Después de muchos días dormí a gusto y no me hizo falta ni meditación ni yoga. Solo gotas. Y así presenté mi obra de teatro, entre gotas. Fue todo un éxito. Todavía tuve que esperar hasta diciembre para tener la cita con el especialista y para la resonancia magnética. Ambas confirmaron lo de las córneas dañadas por la quimio. El especialista me dijo que la quimio produce sequedad y uno usa el párpado desde que se despierta causando fricción con una seca córnea. Allí se produce la primera fricción, la cual se va agrabando durante el día. Necesitaré un año para que mis ojos vuelvan a producir las lágrimas como antes. En el caso de que no lo hagan entonces me hará falta una operación. ¡Maldita quimio! Nadie me dijo que era tan agresiva. Nadie me dijo que año y medio después de terminar el tratamiento seguiría jodida. Después de acabar el tratamiento pensé que me iba a sentir mejor, pero me equivoqué. ¡¡Mis dientes se vieron afectados!! ¡¡Y ahora mis ojos!! ¿Es que esto nunca va a parar? ¿Dónde está el botón? Es como un sensación de que me tomaron el pelo, de que me dieron un tratamiento del que nadie habló. Me da rabia. Rabia contra los médicos. Rabia contra sus métodos. Rabia contra la quimio. Rabia contra esta enfermedad que le cayó a mi cuerpo.

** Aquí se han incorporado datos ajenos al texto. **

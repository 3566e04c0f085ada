//! core::ops::lock
//!
//! Exclusive lock on the history data directory.
//!
//! Only one history engine may own a pair of journals at a time. The lock
//! is an OS-level exclusive lock on `<data_dir>/lock`, acquired without
//! blocking and released when the guard is dropped.
//!
//! # Example
//!
//! ```no_run
//! use rewind::core::ops::lock::HistoryLock;
//! use rewind::core::paths::RewindPaths;
//! use std::path::PathBuf;
//!
//! let paths = RewindPaths::new(PathBuf::from("/tmp/rewind"), PathBuf::from("/tmp/Trash"));
//! let lock = HistoryLock::acquire(&paths).unwrap();
//! assert!(lock.is_held());
//! drop(lock);
//! ```

use std::fs::{self, File, OpenOptions};
use std::path::{Path, PathBuf};

use fs2::FileExt;
use thiserror::Error;

use crate::core::paths::RewindPaths;

/// Errors from locking operations.
#[derive(Debug, Error)]
pub enum LockError {
    /// Another process or engine already holds the lock.
    #[error("history at '{0}' is in use by another process")]
    AlreadyLocked(PathBuf),

    #[error("failed to create lock: {0}")]
    CreateFailed(String),

    #[error("failed to acquire lock: {0}")]
    AcquireFailed(String),

    #[error("failed to release lock: {0}")]
    ReleaseFailed(String),
}

/// Guard holding the exclusive history lock.
#[derive(Debug)]
pub struct HistoryLock {
    path: PathBuf,
    /// `Some` while the lock is held.
    file: Option<File>,
}

impl HistoryLock {
    /// Acquire the lock for `paths.data_dir`, failing fast if it is taken.
    ///
    /// # Errors
    ///
    /// - [`LockError::AlreadyLocked`] if another holder exists
    /// - [`LockError::CreateFailed`] if the lock file cannot be created
    /// - [`LockError::AcquireFailed`] if the OS lock call fails
    pub fn acquire(paths: &RewindPaths) -> Result<Self, LockError> {
        let data_dir = paths.data_dir();
        fs::create_dir_all(data_dir).map_err(|e| {
            LockError::CreateFailed(format!("cannot create {}: {}", data_dir.display(), e))
        })?;

        let path = paths.lock_path();
        let file = OpenOptions::new()
            .read(true)
            .write(true)
            .create(true)
            .truncate(false)
            .open(&path)
            .map_err(|e| {
                LockError::CreateFailed(format!("cannot open {}: {}", path.display(), e))
            })?;

        match file.try_lock_exclusive() {
            Ok(()) => Ok(Self {
                path,
                file: Some(file),
            }),
            Err(e) if e.kind() == std::io::ErrorKind::WouldBlock => {
                Err(LockError::AlreadyLocked(data_dir.to_path_buf()))
            }
            Err(e) => Err(LockError::AcquireFailed(e.to_string())),
        }
    }

    /// Like [`HistoryLock::acquire`], but `Ok(None)` when already held.
    pub fn try_acquire(paths: &RewindPaths) -> Result<Option<Self>, LockError> {
        match Self::acquire(paths) {
            Ok(lock) => Ok(Some(lock)),
            Err(LockError::AlreadyLocked(_)) => Ok(None),
            Err(e) => Err(e),
        }
    }

    pub fn is_held(&self) -> bool {
        self.file.is_some()
    }

    pub fn path(&self) -> &Path {
        &self.path
    }

    /// Release the lock before the guard is dropped. Idempotent.
    pub fn release(&mut self) -> Result<(), LockError> {
        if let Some(file) = self.file.take() {
            file.unlock()
                .map_err(|e| LockError::ReleaseFailed(e.to_string()))?;
        }
        Ok(())
    }
}

impl Drop for HistoryLock {
    fn drop(&mut self) {
        if let Some(file) = self.file.take() {
            let _ = file.unlock();
        }
    }
}

#[cfg(test)]
mod tests {
    use super::*;
    use tempfile::TempDir;

    fn test_paths(temp: &TempDir) -> RewindPaths {
        RewindPaths::new(temp.path().join("data"), temp.path().join("Trash"))
    }

    #[test]
    fn acquire_creates_data_dir_and_lock_file() {
        let temp = TempDir::new().expect("create temp dir");
        let paths = test_paths(&temp);
        assert!(!paths.data_dir().exists());

        let lock = HistoryLock::acquire(&paths).expect("acquire lock");

        assert!(lock.is_held());
        assert_eq!(lock.path(), paths.lock_path());
        assert!(lock.path().exists());
    }

    #[test]
    fn second_acquire_fails() {
        let temp = TempDir::new().expect("create temp dir");
        let paths = test_paths(&temp);

        let _first = HistoryLock::acquire(&paths).expect("first acquire");

        let result = HistoryLock::acquire(&paths);
        assert!(matches!(result, Err(LockError::AlreadyLocked(_))));
        assert!(HistoryLock::try_acquire(&paths).expect("try_acquire").is_none());
    }

    #[test]
    fn released_on_drop() {
        let temp = TempDir::new().expect("create temp dir");
        let paths = test_paths(&temp);

        drop(HistoryLock::acquire(&paths).expect("first acquire"));

        let again = HistoryLock::acquire(&paths).expect("second acquire");
        assert!(again.is_held());
    }

    #[test]
    fn explicit_release_is_idempotent() {
        let temp = TempDir::new().expect("create temp dir");
        let paths = test_paths(&temp);

        let mut lock = HistoryLock::acquire(&paths).expect("acquire");
        lock.release().expect("first release");
        lock.release().expect("second release");
        assert!(!lock.is_held());

        let again = HistoryLock::try_acquire(&paths)
            .expect("try_acquire")
            .expect("lock should be free");
        assert!(again.is_held());
    }

    #[test]
    fn error_mentions_directory() {
        let err = LockError::AlreadyLocked(PathBuf::from("/srv/rewind"));
        assert!(err.to_string().contains("/srv/rewind"));
    }
}
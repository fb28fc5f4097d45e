pub const QOI_BYTES_END: [u8; 8] = [0, 0, 0, 0, 0, 0, 0, 1];
pub const QOI_BYTES_MAGIC: &[u8; 4] = b"qoif";
pub const QOI_CACHE_LEN: usize = 64;
pub const QOI_HEADER_LEN: usize = 14;
pub const QOI_MAX_RUN: u8 = 62;

/// Metadata stored in the header of a QOI image.
///
/// `channels` and `colorspace` are informative only. They are written by the
/// encoder and read back by the decoder, but never change how pixels are
/// encoded or decoded.
#[derive(Clone, Copy, Debug, Eq, PartialEq)]
pub struct ImageMeta {
  /// The number of color channels the encoder declared, usually 3 or 4.
  pub channels: u8,
  /// The raw colorspace byte, see [Colorspace].
  pub colorspace: u8,
  /// The image's height.
  pub height: u32,
  /// The image's width.
  pub width: u32,
}

impl ImageMeta {
  /// Returns the total number of pixels that make up the image, or `None`
  /// when the count does not fit in a `usize`.
  pub fn num_pixels(&self) -> Option<usize> {
    (self.width as usize).checked_mul(self.height as usize)
  }

  // Serializes the 14 byte header.
  pub(crate) fn to_bytes(self) -> [u8; QOI_HEADER_LEN] {
    let mut header = [0; QOI_HEADER_LEN];

    header[..4].copy_from_slice(QOI_BYTES_MAGIC);
    header[4..8].copy_from_slice(&self.width.to_be_bytes());
    header[8..12].copy_from_slice(&self.height.to_be_bytes());
    header[12] = self.channels;
    header[13] = self.colorspace;

    header
  }
}

/// The channel count declared in the header.
#[derive(Clone, Copy, Debug, Default, Eq, PartialEq)]
pub enum Channels {
  Rgb = 3,
  #[default]
  Rgba = 4,
}

/// The colorspace declared in the header.
#[derive(Clone, Copy, Debug, Default, Eq, PartialEq)]
pub enum Colorspace {
  /// sRGB with linear alpha.
  #[default]
  Srgb = 0,
  /// All channels linear.
  Linear = 1,
}

impl Colorspace {
  /// Maps a raw header byte to a known colorspace, `None` for any other
  /// value.
  pub fn from_byte(byte: u8) -> Option<Self> {
    match byte {
      0 => Some(Colorspace::Srgb),
      1 => Some(Colorspace::Linear),
      _ => None,
    }
  }
}
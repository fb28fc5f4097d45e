//! The `encode`, `decode` and `benchmark` subcommands.

use std::fs::{self, File};
use std::io::{BufReader, BufWriter, Write};
use std::path::Path;
use std::time::{Duration, Instant};

use anyhow::{Context, Result};
use log::info;
use qoi_codec::{decode_image, encode_image, DecodeOptions, EncodeOptions, Image};

use crate::paths::{find_pngs, sibling_path};
use crate::png_io::{read_png, write_png};
use crate::report::{benchmark_table, CodecResult};

/// Runs `op` `iterations` times and returns the last result together with
/// the mean duration of a single run.
fn time_mean<T, F>(iterations: u32, mut op: F) -> Result<(T, Duration)>
where
  F: FnMut() -> Result<T>,
{
  let start = Instant::now();
  let mut result = op()?;

  for _ in 1..iterations {
    result = op()?;
  }

  Ok((result, start.elapsed() / iterations.max(1)))
}

/// The encoded size as a fraction of the raw pixel data.
fn rate(size: usize, image: &Image) -> f64 {
  let raw = image.width() as f64 * image.height() as f64 * image.channels() as f64;

  if raw == 0.0 {
    0.0
  } else {
    size as f64 / raw
  }
}

/// Benchmarks a single PNG file against QOI and returns one result per codec.
pub fn benchmark_file(path: &Path, iterations: u32, options: &DecodeOptions) -> Result<Vec<CodecResult>> {
  let png_bytes = fs::read(path).with_context(|| format!("Failed to read {}", path.display()))?;

  let (image, png_decode_time) = time_mean(iterations, || read_png(png_bytes.as_slice()))
    .with_context(|| format!("Failed to decode PNG {}", path.display()))?;

  let (png_encoded, png_encode_time) = time_mean(iterations, || {
    let mut dest = Vec::with_capacity(png_bytes.len());
    write_png(&image, &mut dest)?;
    Ok(dest)
  })
  .context("Failed to encode PNG")?;

  let (qoi_encoded, qoi_encode_time) =
    time_mean(iterations, || Ok(qoi_codec::encode(&image)?)).context("Failed to encode QOI")?;

  let qoi_path = sibling_path(path, "", "qoi");
  fs::write(&qoi_path, &qoi_encoded)
    .with_context(|| format!("Failed to write {}", qoi_path.display()))?;

  let (decoded, qoi_decode_time) = time_mean(iterations, || {
    let file = File::open(&qoi_path)?;
    Ok(decode_image(BufReader::new(file), options)?)
  })
  .with_context(|| format!("Failed to decode QOI {}", qoi_path.display()))?;

  if decoded != image {
    anyhow::bail!("QOI round trip of {} does not match the source image", path.display());
  }

  info!(
    "{}: {}x{}, PNG {} bytes, QOI {} bytes",
    path.display(),
    image.width(),
    image.height(),
    png_encoded.len(),
    qoi_encoded.len()
  );

  Ok(vec![
    CodecResult {
      algorithm: "QOI",
      decode_time: qoi_decode_time,
      encode_time: qoi_encode_time,
      size: qoi_encoded.len(),
      rate: rate(qoi_encoded.len(), &image),
    },
    CodecResult {
      algorithm: "PNG",
      decode_time: png_decode_time,
      encode_time: png_encode_time,
      size: png_encoded.len(),
      rate: rate(png_encoded.len(), &image),
    },
  ])
}

/// Benchmarks every PNG below `dir` and prints one table per file.
pub fn benchmark_dir(iterations: u32, dir: &Path, options: &DecodeOptions) -> Result<()> {
  let files = find_pngs(dir).with_context(|| format!("Failed to walk {}", dir.display()))?;

  info!("Benchmarking {} file(s) with {} iteration(s)", files.len(), iterations);

  for path in files {
    let results = benchmark_file(&path, iterations, options)?;
    println!("{}", benchmark_table(&path.display().to_string(), &results));
  }

  Ok(())
}

/// Encodes a PNG file into a `.qoi` file next to it.
pub fn encode_file(path: &Path, options: &EncodeOptions) -> Result<()> {
  let file = File::open(path).with_context(|| format!("Failed to open {}", path.display()))?;
  let image = read_png(BufReader::new(file))
    .with_context(|| format!("Failed to decode PNG {}", path.display()))?;

  let dest = sibling_path(path, "", "qoi");
  let out = File::create(&dest).with_context(|| format!("Failed to create {}", dest.display()))?;

  encode_image(&image, BufWriter::new(out), options)
    .with_context(|| format!("Failed to write {}", dest.display()))?;

  info!("Wrote {}", dest.display());

  Ok(())
}

/// Decodes a `.qoi` file into a `_decoded.png` file next to it.
pub fn decode_file(path: &Path, options: &DecodeOptions) -> Result<()> {
  let file = File::open(path).with_context(|| format!("Failed to open {}", path.display()))?;
  let image = decode_image(BufReader::new(file), options)
    .with_context(|| format!("Failed to decode QOI {}", path.display()))?;

  let dest = sibling_path(path, "_decoded", "png");
  let out = File::create(&dest).with_context(|| format!("Failed to create {}", dest.display()))?;

  let mut writer = BufWriter::new(out);

  write_png(&image, &mut writer).with_context(|| format!("Failed to write {}", dest.display()))?;
  writer.flush().with_context(|| format!("Failed to write {}", dest.display()))?;

  info!("Wrote {}", dest.display());

  Ok(())
}
use crate::error::Error;
use crate::pixel::Pixel;

/// A row-major grid of pixels with its origin in the top-left corner.
#[derive(Clone, Debug, Eq, PartialEq)]
pub struct Image {
  width: u32,
  height: u32,
  pixels: Vec<Pixel>,
}

impl Image {
  /// Creates an image from its dimensions and `width * height` pixels.
  pub fn new(width: u32, height: u32, pixels: Vec<Pixel>) -> Result<Self, Error> {
    let expected = pixel_count(width, height)?;

    if pixels.len() != expected {
      return Err(Error::PixelCountMismatch { expected, actual: pixels.len() });
    }

    Ok(Self { width, height, pixels })
  }

  /// Creates an image from interleaved 8-bit RGBA samples.
  pub fn from_rgba8(width: u32, height: u32, data: &[u8]) -> Result<Self, Error> {
    let pixels = data
      .chunks_exact(4)
      .map(|px| Pixel::new(px[0], px[1], px[2], px[3]))
      .collect();

    Self::from_samples(width, height, data.len(), 4, pixels)
  }

  /// Creates an opaque image from interleaved 8-bit RGB samples.
  pub fn from_rgb8(width: u32, height: u32, data: &[u8]) -> Result<Self, Error> {
    let pixels = data
      .chunks_exact(3)
      .map(|px| Pixel::opaque(px[0], px[1], px[2]))
      .collect();

    Self::from_samples(width, height, data.len(), 3, pixels)
  }

  // Rejects sample buffers with a trailing partial pixel before handing off to
  // `new`.
  fn from_samples(
    width: u32,
    height: u32,
    len: usize,
    channels: usize,
    pixels: Vec<Pixel>,
  ) -> Result<Self, Error> {
    if len % channels != 0 {
      let expected = pixel_count(width, height)?;
      return Err(Error::PixelCountMismatch { expected, actual: len / channels });
    }

    Self::new(width, height, pixels)
  }

  /// The image's width.
  pub fn width(&self) -> u32 {
    self.width
  }

  /// The image's height.
  pub fn height(&self) -> u32 {
    self.height
  }

  /// All pixels in row-major order.
  pub fn pixels(&self) -> &[Pixel] {
    &self.pixels
  }

  /// Consumes the image, returning its pixels in row-major order.
  pub fn into_pixels(self) -> Vec<Pixel> {
    self.pixels
  }

  /// The pixel at column `x` of row `y`, or `None` outside the image.
  pub fn pixel(&self, x: u32, y: u32) -> Option<Pixel> {
    if x >= self.width || y >= self.height {
      return None;
    }

    self
      .pixels
      .get(y as usize * self.width as usize + x as usize)
      .copied()
  }

  /// Returns `true` when every pixel is fully opaque.
  pub fn is_opaque(&self) -> bool {
    self.pixels.iter().all(|pixel| pixel.a == 255)
  }

  /// The number of channels needed to represent the image without loss, 3
  /// for fully opaque images and 4 otherwise.
  pub fn channels(&self) -> u8 {
    if self.is_opaque() {
      3
    } else {
      4
    }
  }

  /// Interleaved 8-bit RGBA samples.
  pub fn to_rgba8(&self) -> Vec<u8> {
    self
      .pixels
      .iter()
      .flat_map(|pixel| <[u8; 4]>::from(*pixel))
      .collect()
  }
}

// `width * height`, failing when it does not fit in a `usize`.
pub(crate) fn pixel_count(width: u32, height: u32) -> Result<usize, Error> {
  (width as usize)
    .checked_mul(height as usize)
    .ok_or(Error::InvalidDimensions)
}
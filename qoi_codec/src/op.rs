use std::io;

use crate::error::Error;

// An enumeration of each possible QOI encoding "chunk", or Op. Deltas are
// stored unbiased, the wire biases are applied in `into_bytes` and removed in
// `try_from_bytes`.
#[derive(Clone, Copy, Debug, Eq, PartialEq)]
pub enum Op {
  // `QOI_OP_INDEX`, index into the state's pixel cache.
  //
  // | 7 6   5  4  3  2  1  0 |
  // |------------------------|
  // | 0 0 |      index       |
  //
  Index(u8),

  // `QOI_OP_DIFF`, contains the red, green, and blue difference from the
  // previous pixel, written with a bias of +2.
  //
  // | 7 6   5  4  3  2  1  0 |
  // |------------------------|
  // | 0 1 |  dr |  dg |  db  |
  //
  Diff(i8, i8, i8),

  // `QOI_OP_LUMA`, contains the green difference from the previous pixel
  // (bias +32) and the red-green and blue-green differences (bias +8).
  //
  // | 7 6   5  4  3  2  1  0 | 7  6  5  4   3  2  1  0 |
  // |------------------------|-------------------------|
  // | 1 0 |       dg         |   dr - dg  |   db - dg  |
  //
  Luma(i8, i8, i8),

  // `QOI_OP_RUN`, contains the length of the run, 1..=62, written with a
  // bias of -1.
  //
  // | 7 6   5  4  3  2  1  0 |
  // |------------------------|
  // | 1 1 |      run         |
  Run(u8),

  // `QOI_OP_RGB`, contains the red, green, and blue values of a pixel.
  //
  // | 7  6  5  4  3  2  1  0 | 7..0 | 7..0 | 7..0 |
  // |------------------------|------|------|------|
  // | 1  1  1  1  1  1  1  0 |   r  |   g  |   b  |
  //
  Rgb(u8, u8, u8),

  // `QOI_OP_RGBA`, contains the red, green, blue, and alpha values of a pixel.
  //
  // | 7  6  5  4  3  2  1  0 | 7..0 | 7..0 | 7..0 | 7..0 |
  // |------------------------|------|------|------|------|
  // | 1  1  1  1  1  1  1  1 |   r  |   g  |   b  |   a  |
  //
  Rgba(u8, u8, u8, u8),
}

impl Op {
  const MASK_DIFF: u8 = 0x03;
  const MASK_LUMA_1: u8 = 0x3f;
  const MASK_LUMA_2: u8 = 0x0f;
  const MASK_LOW_6: u8 = 0x3f;
  const MASK_TAG: u8 = 0xc0;

  const TAG_DIFF: u8 = 0x40;
  const TAG_INDEX: u8 = 0x00;
  const TAG_LUMA: u8 = 0x80;
  const TAG_RGB: u8 = 0xfe;
  const TAG_RGBA: u8 = 0xff;
  const TAG_RUN: u8 = 0xc0;

  const BIAS_DIFF: i8 = 2;
  const BIAS_LUMA_G: i8 = 32;
  const BIAS_LUMA_RB: i8 = 8;

  // Encodes the `Op` and writes it as bytes into the given writer.
  pub fn into_bytes<W: io::Write>(self, mut writer: W) -> Result<(), io::Error> {
    match self {
      Op::Index(index) => {
        writer.write_all(&[Op::TAG_INDEX | (index & Op::MASK_LOW_6)])?;
      }
      Op::Diff(dr, dg, db) => {
        let dr = (dr + Op::BIAS_DIFF) as u8;
        let dg = (dg + Op::BIAS_DIFF) as u8;
        let db = (db + Op::BIAS_DIFF) as u8;

        writer.write_all(&[Op::TAG_DIFF | (dr << 4) | (dg << 2) | db])?;
      }
      Op::Luma(dg, dr_dg, db_dg) => {
        let dg = (dg + Op::BIAS_LUMA_G) as u8;
        let dr_dg = (dr_dg + Op::BIAS_LUMA_RB) as u8;
        let db_dg = (db_dg + Op::BIAS_LUMA_RB) as u8;

        writer.write_all(&[Op::TAG_LUMA | dg, (dr_dg << 4) | db_dg])?;
      }
      Op::Run(run_count) => {
        writer.write_all(&[Op::TAG_RUN | (run_count - 1)])?;
      }
      Op::Rgb(r, g, b) => {
        writer.write_all(&[Op::TAG_RGB, r, g, b])?;
      }
      Op::Rgba(r, g, b, a) => {
        writer.write_all(&[Op::TAG_RGBA, r, g, b, a])?;
      }
    }

    Ok(())
  }

  // Attempts to decode an `Op` from the given bytes. The two full byte tags
  // are checked before the 2-bit tags, since they share the `Run` prefix.
  pub fn try_from_bytes<I>(bytes: &mut I) -> Result<Self, Error>
  where
    I: Iterator<Item = Result<u8, io::Error>>,
  {
    let byte = next_byte(bytes)?;

    if byte == Op::TAG_RGB {
      return Ok(Op::Rgb(next_byte(bytes)?, next_byte(bytes)?, next_byte(bytes)?));
    }

    if byte == Op::TAG_RGBA {
      return Ok(Op::Rgba(
        next_byte(bytes)?,
        next_byte(bytes)?,
        next_byte(bytes)?,
        next_byte(bytes)?,
      ));
    }

    let op = match byte & Op::MASK_TAG {
      Op::TAG_INDEX => Op::Index(byte & Op::MASK_LOW_6),
      Op::TAG_DIFF => Op::Diff(
        (byte >> 4 & Op::MASK_DIFF) as i8 - Op::BIAS_DIFF,
        (byte >> 2 & Op::MASK_DIFF) as i8 - Op::BIAS_DIFF,
        (byte & Op::MASK_DIFF) as i8 - Op::BIAS_DIFF,
      ),
      Op::TAG_LUMA => {
        let next = next_byte(bytes)?;

        Op::Luma(
          (byte & Op::MASK_LUMA_1) as i8 - Op::BIAS_LUMA_G,
          (next >> 4 & Op::MASK_LUMA_2) as i8 - Op::BIAS_LUMA_RB,
          (next & Op::MASK_LUMA_2) as i8 - Op::BIAS_LUMA_RB,
        )
      }
      _ => Op::Run((byte & Op::MASK_LOW_6) + 1),
    };

    Ok(op)
  }
}

// Pulls the next byte, treating an exhausted source as a truncated stream.
fn next_byte<I>(bytes: &mut I) -> Result<u8, Error>
where
  I: Iterator<Item = Result<u8, io::Error>>,
{
  Ok(bytes.next().ok_or(Error::UnexpectedEof)??)
}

Respiro. Me calmo. Vuelvo a mi presente. No quiero rabias ni nada que genere estrés a mi cuerpo. Quiero vivir mi presente. Un presente en el que mis ojos dependen de cremas y gotas. En el que tengo todos los aparatos con poca iluminación. Todos. La luz artificial me molesta. La natural me deleita. Aquí en el norte empezamos a tener más minutos con luz. Los atardeceres naranjas y rosas me deleitan desde la ventana de mi habitación de trabajo. Y por las noches las auroras boreales surcan el cielo. Recordándome que nada es permanente. Este malestar se irá. Lo sé. Pero quería compartir este post por creo que necesitamos hablar de los efectos secundarios, colaterales o retardados -como queráis llamarlos- debido al tratamiento del cáncer. La quimio es muy agresiva. Y mantenerlo en secreto lo hace más duro.